Task description. Which lines of the entries below contain the string "ecdsa"? Copy each one.

Collection entries.
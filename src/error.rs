//! Error types for VAPID operations.

use thiserror::Error;

/// Errors that can occur while generating keys, building claims, signing
/// tokens or handling `Authorization` headers.
///
/// None of these are retried internally; callers should treat any of them as
/// fatal to the current push attempt.
#[derive(Debug, Clone, PartialEq, Eq, Error)]
pub enum VapidError {
    /// Key text is not valid standard or URL-safe base64, or the decoded
    /// bytes are not a usable P-256 key.
    #[error("invalid key encoding: {reason}")]
    InvalidKeyEncoding {
        /// Description of the encoding error
        reason: String,
    },
    /// Decoded key bytes have a length that matches neither a raw key nor a
    /// parseable key container.
    #[error(
        "invalid key length: decoded {actual} bytes; expected a 32-byte scalar, a 65-byte point or a DER key container"
    )]
    InvalidKeyLength {
        /// Number of decoded bytes
        actual: usize,
    },
    /// The operating system random source failed.
    #[error("key generation failed: {reason}; the entropy source is unavailable")]
    KeyGeneration {
        /// Description of the entropy failure
        reason: String,
    },
    /// The push endpoint cannot be turned into an audience.
    #[error("invalid push endpoint '{endpoint}': {reason}")]
    InvalidEndpoint {
        /// The rejected endpoint
        endpoint: String,
        /// Reason for rejection
        reason: String,
    },
    /// The private scalar cannot sign (zero or not below the curve order),
    /// or the signing input could not be produced.
    #[error("signing failed: {reason}")]
    Signing {
        /// Description of the signing error
        reason: String,
    },
    /// An `Authorization` header does not follow `vapid t=<token>, k=<key>`.
    #[error("malformed VAPID authorization header: {reason}")]
    MalformedHeader {
        /// Description of the format error
        reason: String,
    },
    /// A required field was not provided to a builder or configuration.
    #[error("missing required field '{field}'")]
    MissingField {
        /// Name of the missing field
        field: &'static str,
    },
}

impl VapidError {
    pub(crate) fn encoding(reason: impl Into<String>) -> Self {
        Self::InvalidKeyEncoding {
            reason: reason.into(),
        }
    }

    pub(crate) fn signing(reason: impl Into<String>) -> Self {
        Self::Signing {
            reason: reason.into(),
        }
    }

    pub(crate) fn malformed(reason: impl Into<String>) -> Self {
        Self::MalformedHeader {
            reason: reason.into(),
        }
    }
}
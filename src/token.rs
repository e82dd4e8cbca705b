//! ES256 compact token signing.

use p256::ecdsa::signature::RandomizedSigner;
use p256::ecdsa::{Signature, SigningKey};
use rand::rngs::OsRng;
use serde::{Deserialize, Serialize};

use crate::claims::VapidClaims;
use crate::codec::encode_url_safe;
use crate::constants::{ALGORITHM, PRIVATE_KEY_LENGTH, TOKEN_TYPE};
use crate::error::VapidError;
use crate::keys::VapidKeyPair;

/// JOSE header of every VAPID token: `{"alg":"ES256","typ":"JWT"}`.
#[derive(Debug, Clone, PartialEq, Eq, Serialize, Deserialize)]
pub struct TokenHeader {
    /// Signature algorithm
    pub alg: String,
    /// Token type
    pub typ: String,
}

impl Default for TokenHeader {
    fn default() -> Self {
        Self {
            alg: ALGORITHM.to_string(),
            typ: TOKEN_TYPE.to_string(),
        }
    }
}

/// Signs claims with a raw private scalar and returns the compact token.
///
/// The token is `header.payload.signature`, each segment unpadded base64url.
/// The signature is the 64-byte `r || s` form, produced with a fresh random
/// nonce, so two calls with the same input yield different tokens.
///
/// # Errors
///
/// Returns `VapidError::Signing` if the scalar is zero or not below the
/// P-256 group order.
///
/// # Example
///
/// ```
/// use vapid_auth::{sign_claims, VapidClaims, VapidKeyPair};
///
/// let key_pair = VapidKeyPair::generate().unwrap();
/// let claims = VapidClaims::for_endpoint(
///     "https://push.example.com/abc123",
///     "user@example.com",
///     false,
///     None,
/// )
/// .unwrap();
///
/// let token = sign_claims(&claims, &key_pair.private_scalar()).unwrap();
/// assert_eq!(token.split('.').count(), 3);
/// assert!(token.starts_with("eyJhbGciOiJFUzI1NiIsInR5cCI6IkpXVCJ9."));
/// ```
pub fn sign_claims(
    claims: &VapidClaims,
    private_scalar: &[u8; PRIVATE_KEY_LENGTH],
) -> Result<String, VapidError> {
    let signing_key = SigningKey::from_slice(private_scalar).map_err(|_| {
        VapidError::signing("private scalar is zero or not below the P-256 group order")
    })?;
    sign_with(claims, &signing_key)
}

/// Signs claims with an already validated key pair.
///
/// # Errors
///
/// Returns `VapidError::Signing` if the signing input cannot be produced.
pub fn sign_claims_with_key(
    claims: &VapidClaims,
    key_pair: &VapidKeyPair,
) -> Result<String, VapidError> {
    sign_with(claims, key_pair.signing_key())
}

/// Builds `base64url(header) "." base64url(claims)`.
pub(crate) fn signing_input(claims: &VapidClaims) -> Result<String, VapidError> {
    let header = serde_json::to_vec(&TokenHeader::default())
        .map_err(|e| VapidError::signing(format!("failed to serialize header: {e}")))?;
    let payload = serde_json::to_vec(claims)
        .map_err(|e| VapidError::signing(format!("failed to serialize claims: {e}")))?;

    Ok(format!(
        "{}.{}",
        encode_url_safe(header),
        encode_url_safe(payload)
    ))
}

fn sign_with(claims: &VapidClaims, signing_key: &SigningKey) -> Result<String, VapidError> {
    let input = signing_input(claims)?;
    let signature: Signature = signing_key
        .try_sign_with_rng(&mut OsRng, input.as_bytes())
        .map_err(|e| VapidError::signing(e.to_string()))?;

    tracing::debug!(aud = %claims.aud, exp = claims.exp, "signed VAPID token");

    Ok(format!("{input}.{}", encode_url_safe(signature.to_bytes())))
}
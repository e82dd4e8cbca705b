//! Integration tests for vapid-auth.

use std::sync::Arc;
use std::thread;
use std::time::Duration;

use p256::ecdsa::Signature;
use p256::ecdsa::signature::Verifier;
use vapid_auth::{
    MAX_TOKEN_TTL, VapidAuthorization, VapidClaims, VapidConfig, VapidError, VapidKeyPair,
    VapidPublicKey, VapidSigner, decode_base64, decode_private_key, generate_vapid_keys,
    parse_authorization_header, sign_claims, vapid_authorization_header,
};

const ENDPOINT: &str = "https://updates.push.services.mozilla.com/wpush/v2/gAAAAABkZ3Rlc3Q";

/// Splits a token into its signing input and decoded claims, checking the
/// ES256 signature against `public_key_text` on the way.
fn verify_token(token: &str, public_key_text: &str) -> Result<VapidClaims, String> {
    let (input, signature) = token.rsplit_once('.').ok_or("token has no signature")?;
    let signature_bytes = decode_base64(signature).map_err(|e| e.to_string())?.bytes;
    let signature = Signature::from_slice(&signature_bytes).map_err(|e| e.to_string())?;

    let public_key = VapidPublicKey::from_text(public_key_text).map_err(|e| e.to_string())?;
    public_key
        .verifying_key()
        .verify(input.as_bytes(), &signature)
        .map_err(|e| e.to_string())?;

    let (_, payload) = input.split_once('.').ok_or("token has no payload")?;
    let payload = decode_base64(payload).map_err(|e| e.to_string())?.bytes;
    serde_json::from_slice(&payload).map_err(|e| e.to_string())
}

fn end_to_end(subject: &str, subject_is_url: bool) -> VapidClaims {
    // Arrange
    let (private_key, public_key) = generate_vapid_keys().unwrap();

    // Act
    let header = vapid_authorization_header(
        ENDPOINT,
        subject,
        subject_is_url,
        &public_key,
        &private_key,
        None,
    )
    .unwrap();
    let (token, key) = parse_authorization_header(&header).unwrap();

    // Assert
    assert!(header.starts_with("vapid "));
    assert_eq!(header.matches("t=").count(), 1);
    assert_eq!(header.matches(", k=").count(), 1);
    assert_eq!(key, public_key);
    verify_token(&token, &key).unwrap()
}

#[test]
fn end_to_end_with_email_subject() {
    let claims = end_to_end("test@test.com", false);

    assert_eq!(claims.sub, "mailto:test@test.com");
    assert_eq!(claims.aud, "https://updates.push.services.mozilla.com");
    assert!(!claims.is_expired());
}

#[test]
fn end_to_end_with_url_subject() {
    let claims = end_to_end("https://test.com/", true);

    assert_eq!(claims.sub, "https://test.com/");
    assert!(!claims.aud.is_empty());
}

#[test]
fn token_fails_verification_with_other_key() {
    let signer = VapidSigner::generate("user@example.com", false).unwrap();
    let other = VapidKeyPair::generate().unwrap();

    let token = signer.sign(ENDPOINT).unwrap();

    assert!(verify_token(&token, signer.public_key_text()).is_ok());
    assert!(verify_token(&token, &other.public_key_text()).is_err());
}

#[test]
fn tampered_claims_fail_verification() {
    let signer = VapidSigner::generate("user@example.com", false).unwrap();
    let token = signer.sign(ENDPOINT).unwrap();

    let forged_claims = VapidClaims::for_endpoint(ENDPOINT, "attacker@example.com", false, None)
        .unwrap();
    let forged_payload = vapid_auth::encode_url_safe(serde_json::to_vec(&forged_claims).unwrap());
    let parts: Vec<&str> = token.split('.').collect();
    let forged = format!("{}.{forged_payload}.{}", parts[0], parts[2]);

    assert!(verify_token(&forged, signer.public_key_text()).is_err());
}

#[test]
fn sign_claims_accepts_decoded_key_text() {
    // Arrange
    let (private_key, public_key) = generate_vapid_keys().unwrap();
    let scalar = decode_private_key(&private_key).unwrap();
    let claims = VapidClaims::for_endpoint(
        "https://push.example.com/abc123",
        "user@example.com",
        false,
        None,
    )
    .unwrap();

    // Act
    let token = sign_claims(&claims, &scalar).unwrap();

    // Assert
    let verified = verify_token(&token, &public_key).unwrap();
    assert_eq!(verified, claims);
    assert_eq!(verified.aud, "https://push.example.com");
    assert_eq!(verified.sub, "mailto:user@example.com");
}

#[test]
fn padded_standard_key_text_is_accepted() {
    let scalar = decode_private_key("8Xq5BzDqeP9TqEfjt6ZB4TygtMd1ogwstfbAM3KF1W4=").unwrap();
    let key_pair = VapidKeyPair::from_private_scalar(&scalar).unwrap();

    let header = vapid_authorization_header(
        ENDPOINT,
        "test@test.com",
        false,
        &key_pair.public_key_text(),
        "8Xq5BzDqeP9TqEfjt6ZB4TygtMd1ogwstfbAM3KF1W4=",
        None,
    )
    .unwrap();

    let (token, key) = parse_authorization_header(&header).unwrap();
    assert!(verify_token(&token, &key).is_ok());
}

#[test]
fn sec1_container_key_text_is_accepted() {
    let sec1 = "MHcCAQEEIHF7ijDrb8gwj_9o7UuSx9t_oGlPMyOsG9YQLp3qJwLuoAoGCCqGSM49AwEHoUQDQgAEhB-nJdg0d5oOkdTYsKqbbuQ06ZUYkS0H-ELXsShIkpmcIVIO16Sj15YMBouesMbY4xPdepwF4Pj3QfaALRAG5Q";

    assert_eq!(
        decode_private_key(sec1).unwrap(),
        decode_private_key("cXuKMOtvyDCP/2jtS5LH23+gaU8zI6wb1hAuneonAu4=").unwrap()
    );

    let signer = VapidConfig::new(sec1, "test@test.com").into_signer().unwrap();
    let token = signer.sign(ENDPOINT).unwrap();
    assert!(verify_token(&token, signer.public_key_text()).is_ok());
}

#[test]
fn long_ttl_is_clamped_not_rejected() {
    let signer = VapidSigner::generate("user@example.com", false)
        .unwrap()
        .with_default_ttl(Duration::from_secs(30 * 24 * 60 * 60));

    let before = chrono::Utc::now().timestamp();
    let token = signer.sign(ENDPOINT).unwrap();
    let claims = verify_token(&token, signer.public_key_text()).unwrap();

    let max = i64::try_from(MAX_TOKEN_TTL.as_secs()).unwrap();
    assert!(claims.exp <= chrono::Utc::now().timestamp() + max);
    assert!(claims.exp >= before + max);
}

#[test]
fn authorization_round_trips_through_text() {
    let signer = VapidSigner::generate("user@example.com", false).unwrap();

    let auth = signer.authorization(ENDPOINT).unwrap();
    let reparsed: VapidAuthorization = auth.to_string().parse().unwrap();

    assert_eq!(reparsed, auth);
}

#[test]
fn invalid_endpoint_is_reported() {
    let (private_key, public_key) = generate_vapid_keys().unwrap();

    let result = vapid_authorization_header(
        "/relative/path",
        "user@example.com",
        false,
        &public_key,
        &private_key,
        None,
    );

    assert!(matches!(result, Err(VapidError::InvalidEndpoint { .. })));
}

#[test]
fn signer_is_shareable_across_threads() {
    let signer = Arc::new(VapidSigner::generate("user@example.com", false).unwrap());

    let handles: Vec<_> = (0..8)
        .map(|i| {
            let signer = Arc::clone(&signer);
            thread::spawn(move || {
                let endpoint = format!("https://push{i}.example.com/sub/{i}");
                (endpoint.clone(), signer.sign(&endpoint).unwrap())
            })
        })
        .collect();

    for handle in handles {
        let (endpoint, token) = handle.join().unwrap();
        let claims = verify_token(&token, signer.public_key_text()).unwrap();
        assert_eq!(Some(claims.aud.as_str()), endpoint.rsplitn(3, '/').last());
    }
}

#[test]
fn concurrent_generation_yields_distinct_keys() {
    let handles: Vec<_> = (0..8)
        .map(|_| thread::spawn(|| generate_vapid_keys().unwrap()))
        .collect();

    let mut private_keys: Vec<String> = handles
        .into_iter()
        .map(|handle| handle.join().unwrap().0)
        .collect();
    private_keys.sort();
    private_keys.dedup();

    assert_eq!(private_keys.len(), 8);
}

Result below.
use p256::ecdsa::signature::RandomizedSigner;
use p256::ecdsa::{Signature, SigningKey};
use p256::ecdsa::Signature;
use p256::ecdsa::signature::Verifier;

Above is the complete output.